MORTGAGE LOANS FAR LOWER THAN 5%? Many Experts Say, "Not Likely!"
UNTIL RECENTLY, SUB-5% MORTGAGE LOANS HAVEN'T BEEN SEEN SINCE THE 1950'S!
Have you noticed?
Home Mortgage Interest Rates are down! Way down! For those with the best credit scores and high down payments or equity, quoted rates touched 4.75% last Thursday, in response to Federal Reserve Board plan to purchase as much as $1.25 Trillion in Mortgage Backed Securities by the end of 2009. That figure is down from the 6% fixed rate average last November.
According to Mahesh Swaminathan, Mortgage Strategist for Credit Suisse in New York City, as quoted in James R. Haggerty's article in Friday's Wall Street Journal, he sees 30-Year Fixed Mortgage Rates for those with the strongest credit credentials falling within the 4.50% to 4.75% range for the balance of the year - although other experts feel this forecast too optimistic.
In November, 2008, the Fed began to effectively drive down mortgage rates by beginning to purchase Mortgage Backed Securities - initially, more than $500 Billion worth of them! As a result of this action, average 30-year fixed rates have fallen in the 5.00 to 5.25% range for much of the time since. Rates for the week ending March 19th, however, averaged 4.98%, down from the 5.03% week-earlier average. Rates for 15-year fixed loans averaged 4.61%, down from the 4.64% a week earlier. (All data from Freddie Mac).

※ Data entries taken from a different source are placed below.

use std::fmt::Display;

use error_stack::Context;

#[derive(Debug, Clone, PartialEq, Eq)]
pub enum DashboardError {
    Transport,
    Rejected { status: u16, detail: String },
    Decode,
    Input(String),
}

impl Display for DashboardError {
    fn fmt(&self, f: &mut std::fmt::Formatter<'_>) -> std::fmt::Result {
        match self {
            DashboardError::Transport => write!(f, "Could not reach the catalog API"),
            DashboardError::Rejected { status, detail } => {
                write!(f, "Request failed ({status}): {detail}")
            }
            DashboardError::Decode => write!(f, "Unexpected response from the catalog API"),
            DashboardError::Input(message) => write!(f, "{message}"),
        }
    }
}

impl Context for DashboardError {}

The latest Fed action could fund as much as half of the projected home loans to fund for the rest of this year.
Many, however, feel that the lowest-priced loans on the market today may not be around for long. They cite less competition in the lending industry, as the recent credit crisis have forced some smaller, less-healthy banks to leave the business.
Further, lower rates initially spark a surge in the refinancing of existing loans. With the increased business causing a strain on many lenders' loan processing departments, often understaffed due to the economy, these lenders are hesitant to compete as keenly for new loan business on the basis of price.
Some experts quoted in the Haggerty story, however, including Thomas Lawler, a Private Economist in Leesberg VA, and Christopher J. Mayer, a Professor of Real Estate at the Columbia Business School in New York, see continued moderation in mortgage interest rates could re-energize the U.S. Housing Market. Mayer, however, fears the Fed will be faced with large losses if inflation pushes average mortgage rates higher in the future.
Many borrowers cannot qualify for the lowest-available interest rates. Those with lower credit scores, or less than 20% down payment or home equity, face steep fees and up-charges on certain types of mortgage loans. Also, home appraisals are far more conservative than in recent years, and many sales are quashed by under-appraisal these days.
And those concerned about security of their own jobs might be hesitant to buy or refinance at any price, fearing they will lose their jobs in layoffs or cutbacks. Surely, a greater sense of job security will be a prerequisite of a housing market turnaround.
Therefore, it might seem maintaining low mortgage rates alone is not the only answer to the U.S. Housing Crisis.